Yes — Snowflake offers HIPAA compliance on its Business Critical edition and above. This includes a signed Business Associate Agreement (BAA), encryption at rest (AES-256) and in transit (TLS 1.2+), private connectivity options (AWS PrivateLink, Azure Private Link), and HITRUST CSF certification. You must use Business Critical or higher for PHI workloads — the Standard and Enterprise editions do not support BAA.
Should we store raw FHIR JSON or flatten everything?
Both. Store raw FHIR NDJSON in VARIANT columns as your immutable bronze layer. Create flattened views and tables as your silver/gold layers for analytics. This gives you the best of both worlds: the raw JSON preserves all FHIR extensions and metadata that you might need later, while the flattened tables give analysts fast, SQL-friendly access to common fields. The flattening views cost nothing until queried — they are just metadata.
How does Snowflake handle FHIR references and joins?
FHIR resources reference each other via the reference field (e.g., "subject": {"reference": "Patient/12345"}). In Snowflake, extract the reference string, split on '/' to get the resource type and ID, and join across tables. For frequently used joins, create materialized views or pre-join tables in your gold layer. Snowflake's query optimizer handles these joins efficiently at scale.
What about real-time clinical dashboards on Snowflake?
Snowflake is not a real-time database — it is designed for analytical workloads with latency measured in seconds, not milliseconds. Using Snowpipe, Streams, and Tasks, you can achieve near-real-time updates with 5-15-minute latency, which is sufficient for most clinical dashboards (patient census, lab result trends, population health metrics). For true sub-second latency (ED tracking boards, monitor alarms), use a dedicated streaming platform and reserve Snowflake for the analytical layer.
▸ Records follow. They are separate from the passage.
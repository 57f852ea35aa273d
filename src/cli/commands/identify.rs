use crate::cli::commands::{commit, open_workspace};
use crate::cli::parser::Commands;
use crate::config::Config;
use crate::core::identity::{apply_identity, choose_identity};
use crate::errors::{AppError, AppResult};
use crate::ui::messages::success;

pub fn handle(cmd: &Commands, cfg: &Config) -> AppResult<()> {
    if let Commands::Identify { name, key } = cmd {
        let (mut store, mut ws) = open_workspace(cfg)?;
        let name = name.trim();

        let member = ws
            .roster
            .iter()
            .find(|m| &m.key == key)
            .ok_or_else(|| AppError::NotFound(format!("roster member with key {key}")))?;
        if member.name.trim() != name {
            return Err(AppError::InvalidInput(format!(
                "{key} belongs to '{}', not '{name}'",
                member.name
            )));
        }

        ws.name_resolutions = choose_identity(&ws.name_resolutions, name, key);
        let (events, changed) = apply_identity(&ws.events, name, key);
        ws.events = events;

        let message = format!("{name} → {key}, {changed} event(s) updated");
        commit(&mut store, &ws, "identify", name, &message)?;
        success(message);
    }
    Ok(())
}
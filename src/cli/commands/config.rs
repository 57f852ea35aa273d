use crate::cli::parser::Commands;
use crate::config::Config;
use crate::errors::AppResult;
use crate::ui::messages::{error, success, warning};
use std::process::Command;

/// Handle the `config` subcommand
pub fn handle(cmd: &Commands, cfg: &Config) -> AppResult<()> {
    if let Commands::Config {
        print_config,
        edit_config,
        editor,
    } = cmd
    {
        let path = Config::config_file();

        if *print_config {
            println!("📄 Current configuration ({}):\n", path.display());
            println!("{}", serde_yaml::to_string(cfg)?);
        }

        if *edit_config {
            let default_editor = std::env::var("EDITOR")
                .or_else(|_| std::env::var("VISUAL"))
                .unwrap_or_else(|_| {
                    if cfg!(target_os = "windows") {
                        "notepad".to_string()
                    } else {
                        "nano".to_string()
                    }
                });

            let editor_to_use = editor.clone().unwrap_or_else(|| default_editor.clone());

            match Command::new(&editor_to_use).arg(&path).status() {
                Ok(s) if s.success() => {
                    success(format!("Configuration edited with '{}'", editor_to_use));
                }
                _ => {
                    warning(format!(
                        "Editor '{}' not available, falling back to '{}'",
                        editor_to_use, default_editor
                    ));
                    match Command::new(&default_editor).arg(&path).status() {
                        Ok(s) if s.success() => success(format!(
                            "Configuration edited with fallback '{}'",
                            default_editor
                        )),
                        _ => error(format!(
                            "Failed to edit configuration with fallback '{}'",
                            default_editor
                        )),
                    }
                }
            }
        }
    }

    Ok(())
}
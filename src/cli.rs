//! Command-line surface: argument definitions and one handler per command.

pub mod commands;
pub mod parser;
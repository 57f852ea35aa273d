//! Row decoding and header detection for pasted tabular text.

use std::collections::HashMap;
use std::hash::Hash;

/// Default cell separator: spreadsheets and HR portals paste tab-separated text.
pub const DEFAULT_DELIMITER: char = '\t';

/// One non-blank line of input.
#[derive(Debug, Clone, PartialEq, Eq)]
pub struct DecodedRow {
    /// 1-based line number in the original text.
    pub line: usize,
    /// The trimmed line.
    pub text: String,
    /// Trimmed cells, split on the delimiter.
    pub cells: Vec<String>,
}

impl DecodedRow {
    pub fn cell(&self, index: usize) -> &str {
        self.cells.get(index).map(String::as_str).unwrap_or("")
    }
}

/// Byte order mark written by spreadsheet "UTF-8" exports.
const BOM: char = '\u{feff}';

/// Split text into rows and cells, dropping blank lines and a leading BOM.
pub fn decode_rows(text: &str, delimiter: char) -> Vec<DecodedRow> {
    let text = text.strip_prefix(BOM).unwrap_or(text);
    text.lines()
        .enumerate()
        .filter_map(|(idx, raw)| {
            let trimmed = raw.trim();
            if trimmed.is_empty() {
                return None;
            }
            let cells = raw
                .trim_end_matches('\r')
                .split(delimiter)
                .map(|c| c.trim().to_string())
                .collect();
            Some(DecodedRow {
                line: idx + 1,
                text: trimmed.to_string(),
                cells,
            })
        })
        .collect()
}

/// Lowercase and strip whitespace, underscores and hyphens from a header cell.
pub fn normalize_token(cell: &str) -> String {
    cell.chars()
        .filter(|c| !c.is_whitespace() && !matches!(*c, '_' | '-' | BOM))
        .flat_map(char::to_lowercase)
        .collect()
}

/// A field vocabulary: the set of columns a parser knows by name.
pub trait HeaderField: Copy + Eq + Hash {
    /// Map a normalized header token to a field.
    fn from_token(token: &str) -> Option<Self>;
}

/// A header cell that matched no known field.
#[derive(Debug, Clone, PartialEq, Eq)]
pub struct CustomColumn {
    pub index: usize,
    pub label: String,
}

/// Column layout for a row set, either read from a header row or assumed.
#[derive(Debug, Clone)]
pub struct HeaderLayout<F: HeaderField> {
    columns: HashMap<F, usize>,
    pub custom: Vec<CustomColumn>,
    /// Original header cells, empty for positional layouts.
    pub labels: Vec<String>,
}

impl<F: HeaderField> HeaderLayout<F> {
    /// Layout that assigns `fields` to columns 0, 1, 2, ...
    pub fn positional(fields: &[F]) -> Self {
        let columns = fields.iter().enumerate().map(|(i, f)| (*f, i)).collect();
        Self {
            columns,
            custom: Vec::new(),
            labels: Vec::new(),
        }
    }

    pub fn index_of(&self, field: F) -> Option<usize> {
        self.columns.get(&field).copied()
    }

    pub fn has(&self, field: F) -> bool {
        self.columns.contains_key(&field)
    }

    /// Cell value for `field`, or an empty string when unmapped or out of range.
    pub fn get<'a>(&self, row: &'a DecodedRow, field: F) -> &'a str {
        self.index_of(field).map(|i| row.cell(i)).unwrap_or("")
    }
}

/// Treat `row` as a header if any cell names a known field.
///
/// The first column carrying a field wins; unknown non-empty cells become
/// custom columns so new export columns are kept without code changes.
pub fn detect_header<F: HeaderField>(row: &DecodedRow) -> Option<HeaderLayout<F>> {
    let mut columns = HashMap::new();
    let mut custom = Vec::new();

    for (index, cell) in row.cells.iter().enumerate() {
        match F::from_token(&normalize_token(cell)) {
            Some(field) => {
                columns.entry(field).or_insert(index);
            }
            None if !cell.is_empty() => custom.push(CustomColumn {
                index,
                label: cell.clone(),
            }),
            None => {}
        }
    }

    if columns.is_empty() {
        return None;
    }

    Some(HeaderLayout {
        columns,
        custom,
        labels: row.cells.clone(),
    })
}
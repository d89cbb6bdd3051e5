//! Error catalogue and structured error responses.
//!
//! Two layers live here: `CoreError` for faults internal to the core
//! (receipt parsing, crypto, metadata access), and the `ApiErrorCode`
//! catalogue of stable AU CDS error codes that outward-facing failures
//! are rendered with. Every failure that leaves the boundary is a
//! well-formed `ErrorResponse` body, never a raw error message.

use serde::{Deserialize, Serialize};

/// Internal fault raised by the core.
#[derive(Debug, Clone, PartialEq, Eq, thiserror::Error)]
pub enum CoreError {
    /// Sharing-agreement receipt could not be interpreted
    #[error("receipt error: {message}")]
    Receipt {
        /// What failed while reading the receipt
        message: String,
    },

    /// Cryptographic operation failed
    #[error("crypto error: {message}")]
    Crypto {
        /// What failed, without key or token material
        message: String,
    },

    /// Account metadata store could not be reached or answered badly
    #[error("metadata lookup failed: {message}")]
    MetadataLookup {
        /// What failed during the lookup
        message: String,
    },

    /// Any other internal fault
    #[error("internal error: {message}")]
    Internal {
        /// Description of the fault
        message: String,
    },
}

impl CoreError {
    /// Receipt interpretation fault.
    pub fn receipt(message: impl Into<String>) -> Self {
        Self::Receipt {
            message: message.into(),
        }
    }

    /// Cryptographic fault.
    pub fn crypto(message: impl Into<String>) -> Self {
        Self::Crypto {
            message: message.into(),
        }
    }

    /// Metadata-access fault.
    pub fn metadata_lookup(message: impl Into<String>) -> Self {
        Self::MetadataLookup {
            message: message.into(),
        }
    }

    /// Internal fault.
    pub fn internal(message: impl Into<String>) -> Self {
        Self::Internal {
            message: message.into(),
        }
    }
}

/// Stable machine-readable error codes from the AU CDS catalogue.
///
/// Each entry fixes the urn code, title, default detail, and HTTP status
/// the boundary must use when rendering the failure.
#[derive(Debug, Clone, Copy, PartialEq, Eq, Hash, Serialize, Deserialize)]
pub enum ApiErrorCode {
    /// Consent is in the revoked state
    RevokedConsent,
    /// Consent status or expiry does not allow the resource call
    InvalidConsent,
    /// Account id in the request path not found or not disclosable
    InvalidBankingAccountPath,
    /// Account id in the request body not found or not disclosable
    InvalidBankingAccountBody,
    /// ADR or its software product is not active in the register
    AdrStatusNotActive,
    /// A non-account path parameter failed to resolve
    InvalidResourcePath,
    /// A request field is present but invalid
    InvalidField,
    /// A required request field is missing
    MissingField,
    /// Unexpected internal failure
    UnexpectedError,
}

impl ApiErrorCode {
    /// Stable urn-form error code.
    pub fn code(&self) -> &'static str {
        match self {
            Self::RevokedConsent => "urn:au-cds:error:cds-all:Authorisation/RevokedConsent",
            Self::InvalidConsent => "urn:au-cds:error:cds-all:Authorisation/InvalidConsent",
            Self::InvalidBankingAccountPath | Self::InvalidBankingAccountBody => {
                "urn:au-cds:error:cds-banking:Authorisation/InvalidBankingAccount"
            }
            Self::AdrStatusNotActive => {
                "urn:au-cds:error:cds-banking:Authorisation/AdrStatusNotActive"
            }
            Self::InvalidResourcePath => "urn:au-cds:error:cds-all:Resource/Invalid",
            Self::InvalidField => "urn:au-cds:error:cds-all:Field/Invalid",
            Self::MissingField => "urn:au-cds:error:cds-all:Field/Missing",
            Self::UnexpectedError => "urn:au-cds:error:cds-all:GeneralError/Unexpected",
        }
    }

    /// Human-readable title.
    pub fn title(&self) -> &'static str {
        match self {
            Self::RevokedConsent => "Consent Is Revoked",
            Self::InvalidConsent => "Consent Is Invalid",
            Self::InvalidBankingAccountPath | Self::InvalidBankingAccountBody => {
                "Invalid Banking Account"
            }
            Self::AdrStatusNotActive => "ADR Status Is Not Active",
            Self::InvalidResourcePath => "Invalid Resource",
            Self::InvalidField => "Invalid Field",
            Self::MissingField => "Missing Required Field",
            Self::UnexpectedError => "Unexpected Error",
        }
    }

    /// Default detail text when the caller supplies nothing richer.
    pub fn default_detail(&self) -> &'static str {
        match self {
            Self::RevokedConsent => "The consumer's consent is revoked",
            Self::InvalidConsent => {
                "The associated consent for resource is not in a status \
                 that would allow the resource to be executed"
            }
            Self::InvalidBankingAccountPath | Self::InvalidBankingAccountBody => {
                "ID of the account not found or invalid"
            }
            Self::AdrStatusNotActive => "The ADR is not in an active state in the CDR Register",
            Self::InvalidResourcePath => {
                "Resource requested is invalid, does not exist or will not \
                 be disclosed at the moment"
            }
            Self::InvalidField => "Invalid Field found in the request",
            Self::MissingField => "accountIds field is missing in the request",
            Self::UnexpectedError => "Unexpected Error",
        }
    }

    /// HTTP status the boundary must answer with.
    pub fn http_status(&self) -> u16 {
        match self {
            Self::RevokedConsent
            | Self::InvalidConsent
            | Self::AdrStatusNotActive => 403,
            Self::InvalidBankingAccountPath | Self::InvalidResourcePath => 404,
            Self::InvalidBankingAccountBody => 422,
            Self::InvalidField | Self::MissingField => 400,
            Self::UnexpectedError => 500,
        }
    }
}

/// One entry of the fixed JSON error schema.
#[derive(Debug, Clone, PartialEq, Eq, Serialize, Deserialize)]
pub struct ApiError {
    /// Stable machine-readable code
    pub code: String,
    /// Human-readable title
    pub title: String,
    /// Human-readable detail
    pub detail: String,
    /// Error metadata
    pub meta: ApiErrorMeta,
}

/// Metadata attached to every error entry.
#[derive(Debug, Clone, PartialEq, Eq, Serialize, Deserialize)]
pub struct ApiErrorMeta {
    /// The urn-form error code, repeated for clients that key on meta
    pub urn: String,
}

/// The fixed outward-facing error body: `{"errors":[...]}`.
#[derive(Debug, Clone, PartialEq, Eq, Serialize, Deserialize)]
pub struct ErrorResponse {
    /// Error entries, usually exactly one
    pub errors: Vec<ApiError>,
}

impl ErrorResponse {
    /// Single-entry response from a catalogue code and detail.
    pub fn single(code: ApiErrorCode, detail: impl Into<String>) -> Self {
        Self {
            errors: vec![ApiError {
                code: code.code().to_owned(),
                title: code.title().to_owned(),
                detail: detail.into(),
                meta: ApiErrorMeta {
                    urn: code.code().to_owned(),
                },
            }],
        }
    }
}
How do we handle FHIR extensions in Snowflake?
FHIR extensions (like US Core Race and Ethnicity) are nested arrays in the JSON. Access them with Snowflake's path notation: raw_data:extension[0].extension[0].valueCoding.display. For complex extensions, use LATERAL FLATTEN to unnest the extension array and filter by URL. Since extensions vary by implementation, document your specific extension paths in a metadata table that analysts can reference.